_Problem description:_ Search through the entries for the word "CellDefinition" and copy every line that has it.
*** Data for this task ***
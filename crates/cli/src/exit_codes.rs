//! CLI Exit Code Registry
//!
//! This is the single source of truth for all CLI exit codes.
//! Scripts rely on them, so codes are never reused for a different meaning.
//!
//! # Exit Code Ranges
//!
//! | Range   | Domain           | Description                              |
//! |---------|------------------|------------------------------------------|
//! | 0       | Universal        | Success                                  |
//! | 1       | Universal        | General error (unspecified)              |
//! | 2       | Universal        | CLI usage error (bad args, bad input)    |
//! | 3-9     | board            | Cell ids, validation and the store       |
//! | 10-19   | assist           | Assist provider, keychain and service    |
//! | 20-29   | export           | Document export service                  |
//!
//! # Adding New Exit Codes
//!
//! 1. Add the constant in the appropriate range
//! 2. Document what triggers it
//! 3. Update the table above
//! 4. Wire it into the relevant command's error handling

use harada_client::ClientError;

// =============================================================================
// Universal (0-2)
// =============================================================================

/// Success - command completed without errors.
pub const EXIT_SUCCESS: u8 = 0;

/// General error - unspecified failure.
/// Avoid using this; prefer a specific error code.
pub const EXIT_ERROR: u8 = 1;

/// Usage error - bad arguments, unreadable input.
pub const EXIT_USAGE: u8 = 2;

// =============================================================================
// Board (3-9)
// =============================================================================

/// Cell id is not on the board.
pub const EXIT_UNKNOWN_CELL: u8 = 3;

/// Help request rejected before sending (no selection, empty question).
pub const EXIT_INVALID_REQUEST: u8 = 4;

/// The store rejected the write, or could not be opened for a change.
pub const EXIT_STORE_WRITE: u8 = 5;

/// The store could not be read.
pub const EXIT_STORE_READ: u8 = 6;

/// Onboarding was not completed (input ended early).
pub const EXIT_ONBOARD_INCOMPLETE: u8 = 7;

// =============================================================================
// Assist (10-19)
// =============================================================================

/// Assist disabled (provider=none).
pub const EXIT_ASSIST_DISABLED: u8 = 10;

/// Assist provider configured but API key missing.
pub const EXIT_ASSIST_MISSING_KEY: u8 = 11;

/// Keychain error (cannot read/write credentials).
pub const EXIT_ASSIST_KEYCHAIN_ERR: u8 = 12;

/// Assist provider configured but no endpoint / service URL.
pub const EXIT_ASSIST_NOT_CONFIGURED: u8 = 13;

/// Assist service failed (network, HTTP error, unusable response).
pub const EXIT_ASSIST_SERVICE: u8 = 14;

/// Suggestion arrived after the selection moved; nothing was written.
pub const EXIT_ASSIST_DISCARDED: u8 = 15;

/// Another request of the same kind is still running.
pub const EXIT_BUSY: u8 = 16;

// =============================================================================
// Export (20-29)
// =============================================================================

/// No service URL configured for export.
pub const EXIT_EXPORT_NOT_CONFIGURED: u8 = 20;

/// Export service failed (network, HTTP error, empty document).
pub const EXIT_EXPORT_SERVICE: u8 = 21;

/// Rendered document could not be written to disk.
pub const EXIT_EXPORT_WRITE: u8 = 22;

// =============================================================================
// Client error mapping
// =============================================================================

/// Map an assist client error to its exit code.
pub fn assist_exit_code(err: &ClientError) -> u8 {
    match err {
        ClientError::NotConfigured(_) => EXIT_ASSIST_NOT_CONFIGURED,
        ClientError::MissingKey => EXIT_ASSIST_MISSING_KEY,
        ClientError::Network(_)
        | ClientError::Http { .. }
        | ClientError::Parse(_)
        | ClientError::InvalidResponse(_) => EXIT_ASSIST_SERVICE,
    }
}

/// Map an export client error to its exit code.
pub fn export_exit_code(err: &ClientError) -> u8 {
    match err {
        ClientError::NotConfigured(_) | ClientError::MissingKey => EXIT_EXPORT_NOT_CONFIGURED,
        _ => EXIT_EXPORT_SERVICE,
    }
}

#[cfg(test)]
mod tests {
    use super::*;

    #[test]
    fn test_client_error_codes() {
        assert_eq!(assist_exit_code(&ClientError::MissingKey), EXIT_ASSIST_MISSING_KEY);
        assert_eq!(
            assist_exit_code(&ClientError::Http { status: 500, message: String::new() }),
            EXIT_ASSIST_SERVICE
        );
        assert_eq!(
            export_exit_code(&ClientError::Network("refused".into())),
            EXIT_EXPORT_SERVICE
        );
    }

    #[test]
    fn test_codes_are_distinct() {
        let codes = [
            EXIT_ERROR,
            EXIT_USAGE,
            EXIT_UNKNOWN_CELL,
            EXIT_INVALID_REQUEST,
            EXIT_STORE_WRITE,
            EXIT_STORE_READ,
            EXIT_ONBOARD_INCOMPLETE,
            EXIT_ASSIST_DISABLED,
            EXIT_ASSIST_MISSING_KEY,
            EXIT_ASSIST_KEYCHAIN_ERR,
            EXIT_ASSIST_NOT_CONFIGURED,
            EXIT_ASSIST_SERVICE,
            EXIT_ASSIST_DISCARDED,
            EXIT_BUSY,
            EXIT_EXPORT_NOT_CONFIGURED,
            EXIT_EXPORT_SERVICE,
            EXIT_EXPORT_WRITE,
        ];
        let unique: std::collections::HashSet<_> = codes.iter().collect();
        assert_eq!(unique.len(), codes.len());
    }
}
//! Harada service wire format.
//!
//! JSON bodies exchanged with the hosted web service: the cell-help
//! recommendation endpoint and the board PDF export endpoint. Field names
//! are camelCase to match the service.
//!
//! # Usage
//!
//! ```ignore
//! use harada_protocol::{CellHelpRequest, CellHelpResponse};
//!
//! let body = CellHelpRequest::new("r2c2", "section", "Fast", "make it measurable");
//! let json = serde_json::to_string(&body)?;
//! let reply: CellHelpResponse = serde_json::from_str(&response_text)?;
//! ```

use std::collections::BTreeMap;

use harada_core::{CellDefinition, CellRole};
use serde::{Deserialize, Serialize};

/// Path of the cell-help endpoint, relative to the service base URL.
pub const RECOMMENDATIONS_PATH: &str = "/api/recommendations";

/// Path of the PDF export endpoint, relative to the service base URL.
pub const GENERATE_PDF_PATH: &str = "/api/generate-pdf";

/// Filename used when the export response does not suggest one.
pub const DEFAULT_EXPORT_FILENAME: &str = "harada-board.pdf";

// =============================================================================
// Cell help
// =============================================================================

/// Request body for a cell-help suggestion.
#[derive(Debug, Clone, PartialEq, Serialize, Deserialize)]
#[serde(tag = "type", rename = "cell-help", rename_all = "camelCase")]
pub struct CellHelpRequest {
    pub help_question: String,
    pub cell_variant: String,
    pub existing_content: String,
    pub cell_id: String,
}

impl CellHelpRequest {
    pub fn new(cell_id: &str, cell_variant: &str, existing_content: &str, help_question: &str) -> Self {
        Self {
            help_question: help_question.to_string(),
            cell_variant: cell_variant.to_string(),
            existing_content: existing_content.to_string(),
            cell_id: cell_id.to_string(),
        }
    }
}

/// Response body from the cell-help endpoint.
#[derive(Debug, Clone, PartialEq, Serialize, Deserialize)]
pub struct CellHelpResponse {
    #[serde(default)]
    pub recommendation: Option<String>,
}

/// Error body returned by the service on non-2xx responses.
#[derive(Debug, Clone, PartialEq, Serialize, Deserialize)]
pub struct ErrorBody {
    pub error: String,
}

// =============================================================================
// Export
// =============================================================================

/// A catalog cell as the export renderer expects it.
#[derive(Debug, Clone, PartialEq, Serialize, Deserialize)]
#[serde(rename_all = "camelCase")]
pub struct WireCell {
    pub id: String,
    pub row: u8,
    pub col: u8,
    #[serde(skip_serializing_if = "Option::is_none")]
    pub row_span: Option<u8>,
    #[serde(skip_serializing_if = "Option::is_none")]
    pub col_span: Option<u8>,
    #[serde(skip_serializing_if = "Option::is_none")]
    pub variant: Option<CellRole>,
    pub initial_text: String,
}

impl From<&CellDefinition> for WireCell {
    fn from(cell: &CellDefinition) -> Self {
        let span = |n: u8| if n > 1 { Some(n) } else { None };
        Self {
            id: cell.id.clone(),
            row: cell.row,
            col: cell.col,
            row_span: span(cell.row_span),
            col_span: span(cell.col_span),
            variant: match cell.role {
                CellRole::Plain => None,
                role => Some(role),
            },
            initial_text: cell.initial_text.clone(),
        }
    }
}

/// Request body for a PDF export of the whole board.
#[derive(Debug, Clone, PartialEq, Serialize, Deserialize)]
#[serde(tag = "type", rename = "board")]
pub struct ExportRequest {
    pub cells: Vec<WireCell>,
    pub values: BTreeMap<String, String>,
}

impl ExportRequest {
    pub fn new(cells: &[CellDefinition], values: &BTreeMap<String, String>) -> Self {
        Self {
            cells: cells.iter().map(WireCell::from).collect(),
            values: values.clone(),
        }
    }
}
*** End of Data for this task ***
_Answer area:_
use harada_core::{CellDefinition, CellRole};
impl From<&CellDefinition> for WireCell {
    fn from(cell: &CellDefinition) -> Self {
    pub fn new(cells: &[CellDefinition], values: &BTreeMap<String, String>) -> Self {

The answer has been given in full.